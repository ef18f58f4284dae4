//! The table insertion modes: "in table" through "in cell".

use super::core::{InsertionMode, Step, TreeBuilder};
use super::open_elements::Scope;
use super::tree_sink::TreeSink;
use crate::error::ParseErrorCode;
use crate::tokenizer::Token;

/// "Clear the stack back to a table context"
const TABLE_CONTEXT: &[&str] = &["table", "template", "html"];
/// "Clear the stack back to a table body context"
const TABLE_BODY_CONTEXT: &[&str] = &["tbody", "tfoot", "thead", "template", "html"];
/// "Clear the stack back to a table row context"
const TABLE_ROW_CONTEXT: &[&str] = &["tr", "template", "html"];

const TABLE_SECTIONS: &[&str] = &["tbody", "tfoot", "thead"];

* **TASK TO CARRY OUT**:
A count alone is required. How many lines in the entries contain the string "stack"?

* **ANSWER BELOW**:
3